Stored data
◇ ◇ ◇ ◇ ◇ ◇ ◇

//! Remediation Executors
//!
//! Side effects behind the orchestrator's decisions. `Ok(false)` means
//! the action ran and did not help; `Err` means the executor itself
//! failed. Both end up as unsuccessful remediation events.

use async_trait::async_trait;
use reqwest::Client;
use serde::Serialize;
use std::sync::Arc;
use std::time::Duration;
use tracing::{debug, error, info, warn};

use crate::config::{ExecutorConfig, ExecutorKind};
use crate::domain::{HealthStatus, RemediationAction};
use crate::error::{Result, VigilError};
use crate::monitor::{HealthProbe, HealthRegistry};

/// Corrective operations, implemented by external collaborators
#[cfg_attr(test, mockall::automock)]
#[async_trait]
pub trait RemediationExecutor: Send + Sync {
    async fn restart(&self, dependency: &str) -> Result<bool>;
    async fn clear_cache(&self, dependency: &str) -> Result<bool>;
    async fn circuit_break(&self, dependency: &str) -> Result<bool>;
}

/// Dispatch `action` to the matching executor call
pub async fn execute_action(
    executor: &dyn RemediationExecutor,
    action: RemediationAction,
    dependency: &str,
) -> Result<bool> {
    match action {
        RemediationAction::Restart => executor.restart(dependency).await,
        RemediationAction::ClearCache => executor.clear_cache(dependency).await,
        RemediationAction::CircuitBreak => executor.circuit_break(dependency).await,
        RemediationAction::None => Err(VigilError::InvalidAction(action.to_string())),
    }
}

/// Executor that only logs; used for dry runs and as the default
#[derive(Debug, Clone, Default)]
pub struct LoggingExecutor;

#[async_trait]
impl RemediationExecutor for LoggingExecutor {
    async fn restart(&self, dependency: &str) -> Result<bool> {
        info!("Recovery action: restart {} (log only)", dependency);
        Ok(true)
    }

    async fn clear_cache(&self, dependency: &str) -> Result<bool> {
        info!("Recovery action: clear cache for {} (log only)", dependency);
        Ok(true)
    }

    async fn circuit_break(&self, dependency: &str) -> Result<bool> {
        warn!("Recovery action: circuit break {} (log only)", dependency);
        Ok(true)
    }
}

#[derive(Serialize)]
struct ActionRequest<'a> {
    dependency: &'a str,
    action: RemediationAction,
    #[serde(skip_serializing_if = "Option::is_none")]
    pattern: Option<String>,
}

#[derive(Serialize)]
struct AlertMessage {
    msg_type: &'static str,
    text: String,
}

/// Re-probes a dependency after a restart request
struct RestartVerifier {
    registry: Arc<HealthRegistry>,
    probe: Arc<dyn HealthProbe>,
    settle: Duration,
}

/// Executor that drives a deployment platform and cache service over HTTP.
///
/// URL templates may contain `{name}`, replaced by the dependency name.
pub struct HttpExecutor {
    client: Client,
    restart_url: Option<String>,
    cache_clear_url: Option<String>,
    alert_url: Option<String>,
    verifier: Option<RestartVerifier>,
}

impl HttpExecutor {
    pub fn new(config: &ExecutorConfig) -> Result<Self> {
        let client = Client::builder()
            .timeout(Duration::from_secs(config.timeout_secs))
            .build()?;
        Ok(Self {
            client,
            restart_url: config.restart_url.clone(),
            cache_clear_url: config.cache_clear_url.clone(),
            alert_url: config.alert_url.clone(),
            verifier: None,
        })
    }

    /// After a restart, wait `settle` and report success only if the
    /// dependency is no longer unhealthy
    pub fn with_restart_verification(
        mut self,
        registry: Arc<HealthRegistry>,
        probe: Arc<dyn HealthProbe>,
        settle: Duration,
    ) -> Self {
        self.verifier = Some(RestartVerifier {
            registry,
            probe,
            settle,
        });
        self
    }

    async fn post<T: Serialize + ?Sized>(&self, url: &str, body: &T) -> Result<bool> {
        let resp = self.client.post(url).json(body).send().await?;
        if resp.status().is_success() {
            debug!("POST {} -> {}", url, resp.status());
            Ok(true)
        } else {
            let status = resp.status();
            let body = resp.text().await.unwrap_or_default();
            error!("POST {} failed: {} - {}", url, status, body);
            Ok(false)
        }
    }

    async fn verify_restart(&self, dependency: &str) -> bool {
        let Some(ref verifier) = self.verifier else {
            return true;
        };
        let Some(descriptor) = verifier.registry.descriptor(dependency).await else {
            return true;
        };

        tokio::time::sleep(verifier.settle).await;
        let sample = verifier.probe.probe(&descriptor).await;
        info!("Post-restart probe of {}: {}", dependency, sample.status);
        sample.status != HealthStatus::Unhealthy
    }
}

fn render(template: &str, dependency: &str) -> String {
    template.replace("{name}", dependency)
}

#[async_trait]
impl RemediationExecutor for HttpExecutor {
    async fn restart(&self, dependency: &str) -> Result<bool> {
        let Some(ref template) = self.restart_url else {
            warn!("No restart endpoint configured, cannot restart {}", dependency);
            return Ok(false);
        };

        info!("Restarting service: {}", dependency);
        let request = ActionRequest {
            dependency,
            action: RemediationAction::Restart,
            pattern: None,
        };
        if !self.post(&render(template, dependency), &request).await? {
            return Ok(false);
        }
        Ok(self.verify_restart(dependency).await)
    }

    async fn clear_cache(&self, dependency: &str) -> Result<bool> {
        let Some(ref template) = self.cache_clear_url else {
            warn!("No cache endpoint configured, cannot clear cache for {}", dependency);
            return Ok(false);
        };

        info!("Clearing cache for service: {}", dependency);
        let request = ActionRequest {
            dependency,
            action: RemediationAction::ClearCache,
            pattern: Some(format!("cache:{}:*", dependency)),
        };
        self.post(&render(template, dependency), &request).await
    }

    async fn circuit_break(&self, dependency: &str) -> Result<bool> {
        warn!("Circuit breaker activated for {}", dependency);
        match self.alert_url {
            Some(ref template) => {
                let message = AlertMessage {
                    msg_type: "text",
                    text: format!("Circuit breaker OPEN for {}", dependency),
                };
                self.post(&render(template, dependency), &message).await
            }
            None => Ok(true),
        }
    }
}

/// Build the executor selected by configuration
pub fn build_executor(
    config: &ExecutorConfig,
    registry: Arc<HealthRegistry>,
    probe: Arc<dyn HealthProbe>,
) -> Result<Arc<dyn RemediationExecutor>> {
    match config.kind {
        ExecutorKind::Log => Ok(Arc::new(LoggingExecutor)),
        ExecutorKind::Http => {
            let mut executor = HttpExecutor::new(config)?;
            if config.restart_settle_secs > 0 {
                executor = executor.with_restart_verification(
                    registry,
                    probe,
                    Duration::from_secs(config.restart_settle_secs),
                );
            }
            Ok(Arc::new(executor))
        }
    }
}
use axum::{
    routing::{delete, get, post},
    Router,
};
use tower_http::cors::{Any, CorsLayer};

use crate::api::{handlers, state::AppState};

pub fn create_router(state: AppState) -> Router {
    // CORS configuration
    let cors = CorsLayer::new()
        .allow_origin(Any)
        .allow_methods(Any)
        .allow_headers(Any);

    Router::new()
        // Liveness and metrics
        .route("/health", get(handlers::liveness_handler))
        .route("/metrics", get(handlers::metrics_handler))
        // System endpoints
        .route("/api/system/health", get(handlers::get_system_health))
        // Healing endpoints
        .route("/api/healing/events", get(handlers::get_events))
        .route(
            "/api/healing/trigger/:name",
            post(handlers::trigger_remediation),
        )
        // Dependency endpoints
        .route(
            "/api/dependencies",
            get(handlers::list_dependencies).post(handlers::register_dependency),
        )
        .route(
            "/api/dependencies/:name",
            delete(handlers::deregister_dependency),
        )
        .route(
            "/api/dependencies/:name/reset",
            post(handlers::reset_breaker),
        )
        // Add state and CORS
        .with_state(state)
        .layer(cors)
}
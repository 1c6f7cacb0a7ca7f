//! Remediation Policy
//!
//! Maps one dependency's latest sample and breaker state to a single
//! remediation action. Deterministic and side-effect free; the
//! orchestrator executes whatever it returns.

use std::time::Duration;

use crate::coordination::CircuitState;
use crate::domain::{HealthSample, HealthStatus, IssueType, RemediationAction};

/// Thresholds driving the decision rules
#[derive(Debug, Clone, PartialEq, Eq)]
pub struct PolicyConfig {
    /// Unhealthy samples slower than this get a cache clear
    pub unhealthy_latency: Duration,
    /// Degraded samples slower than this get a preventive cache clear
    pub degraded_latency: Duration,
    /// Lowercase error substrings that identify a connection failure
    pub restart_signatures: Vec<String>,
}

impl Default for PolicyConfig {
    fn default() -> Self {
        Self {
            unhealthy_latency: Duration::from_secs(10),
            degraded_latency: Duration::from_secs(5),
            restart_signatures: vec![
                "connection".to_string(),
                "refused".to_string(),
                "reset by peer".to_string(),
            ],
        }
    }
}

/// Action chosen for a dependency, with the issue that justified it
#[derive(Debug, Clone, Copy, PartialEq, Eq)]
pub struct Decision {
    pub action: RemediationAction,
    pub issue: IssueType,
}

impl Decision {
    fn none(issue: IssueType) -> Self {
        Self {
            action: RemediationAction::None,
            issue,
        }
    }
}

/// Rule set mapping health to remediation
#[derive(Debug, Clone, Default)]
pub struct RemediationPolicy {
    config: PolicyConfig,
}

impl RemediationPolicy {
    pub fn new(config: PolicyConfig) -> Self {
        Self { config }
    }

    /// Choose the action for one dependency. First matching rule wins:
    ///
    /// 1. breaker open, nothing attempted this cycle: circuit break
    /// 2. unhealthy with a connection-failure error: restart
    /// 3. unhealthy and slower than `unhealthy_latency`: clear cache
    /// 4. degraded and slower than `degraded_latency`: clear cache
    /// 5. otherwise nothing
    pub fn decide(
        &self,
        sample: &HealthSample,
        breaker: CircuitState,
        attempted_this_cycle: bool,
    ) -> Decision {
        if breaker == CircuitState::Open && !attempted_this_cycle {
            return Decision {
                action: RemediationAction::CircuitBreak,
                issue: IssueType::CircuitOpen,
            };
        }

        match sample.status {
            HealthStatus::Unhealthy => {
                let issue = IssueType::ServiceUnhealthy;
                if self.is_connection_failure(sample) {
                    Decision {
                        action: RemediationAction::Restart,
                        issue,
                    }
                } else if sample.latency > self.config.unhealthy_latency {
                    Decision {
                        action: RemediationAction::ClearCache,
                        issue,
                    }
                } else {
                    Decision::none(issue)
                }
            }
            HealthStatus::Degraded if sample.latency > self.config.degraded_latency => Decision {
                action: RemediationAction::ClearCache,
                issue: IssueType::ServiceDegraded,
            },
            HealthStatus::Degraded => Decision::none(IssueType::ServiceDegraded),
            HealthStatus::Healthy | HealthStatus::Unknown => Decision::none(IssueType::ServiceUnhealthy),
        }
    }

    fn is_connection_failure(&self, sample: &HealthSample) -> bool {
        let Some(error) = sample.error.as_deref() else {
            return false;
        };
        let error = error.to_ascii_lowercase();
        self.config
            .restart_signatures
            .iter()
            .any(|signature| error.contains(signature.as_str()))
    }
}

◇ ◇ ◇ ◇ ◇ ◇ ◇

* TO DO:
Please filter the entries for the word "CircuitBreak" and copy the lines that have it.

* RESPONSE AREA:
        RemediationAction::CircuitBreak => executor.circuit_break(dependency).await,
                action: RemediationAction::CircuitBreak,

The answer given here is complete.